Adriadna Luna writes

Dear Editor,

As a youth, I would be very appreciative for this widely distributed newspaper to publish my childhood experience to the general public, among whom, I’m sure, there are other youths who may be or have been going through similar experiences.

Many a times while I was growing up, I would ask myself: What would my future be like? I had no idea, and up to now, at 18 years of age, I still don’t know.

Why? Because it seems difficult for me to imagine myself as a teacher, or a doctor, or even in my dream career as a lawyer. I had a very difficult childhood. Losing my mother, whom I was very attached to, at the age of 8, and growing up as a young lady without her warmth, without the advice of my mother during my teens, has been very challenging.

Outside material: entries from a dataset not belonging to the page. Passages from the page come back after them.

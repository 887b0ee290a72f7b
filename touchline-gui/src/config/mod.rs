use std::fs;

use serde::{Deserialize, Serialize};
use touchline_lib::{Result, fs::config_dir};

use crate::config::theme::Theme;

mod theme;

const FILE_NAME: &str = "gui.toml";

/// Front end settings, serialized to TOML next to the core configuration.
#[derive(Debug, Default, Clone, Serialize, Deserialize)]
#[serde(default)]
pub struct GuiConfig {
    pub theme: Theme,
}

impl GuiConfig {
    pub fn load() -> Result<Self> {
        let path = config_dir()?.join(FILE_NAME);

        if path.exists() {
            let contents = fs::read_to_string(path)?;
            Ok(toml::from_str(&contents)?)
        } else {
            let cfg = Self::default();
            cfg.save()?;
            Ok(cfg)
        }
    }

    pub fn save(&self) -> Result<()> {
        let contents = toml::to_string_pretty(self)?;

        fs::write(config_dir()?.join(FILE_NAME), contents)?;

        Ok(())
    }

    pub fn theme(&self) -> iced::Theme {
        (&self.theme).into()
    }
}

However, my father was always by my side, helping me, advising me, guiding me while I was growing up, when I didn’t have my mother at my side to advise me. It was tough for me to ask my father certain questions about girls for obvious reasons; he is a male, not a female. Nevertheless, he would seek help from female friends of his who would talk to me about what I would go through when I hit puberty.

However, with the passing of time, I realized that I had more questions that needed to be answered and the only person who could have done that was my father; after all he was going to be the one who had to buy me my personal things.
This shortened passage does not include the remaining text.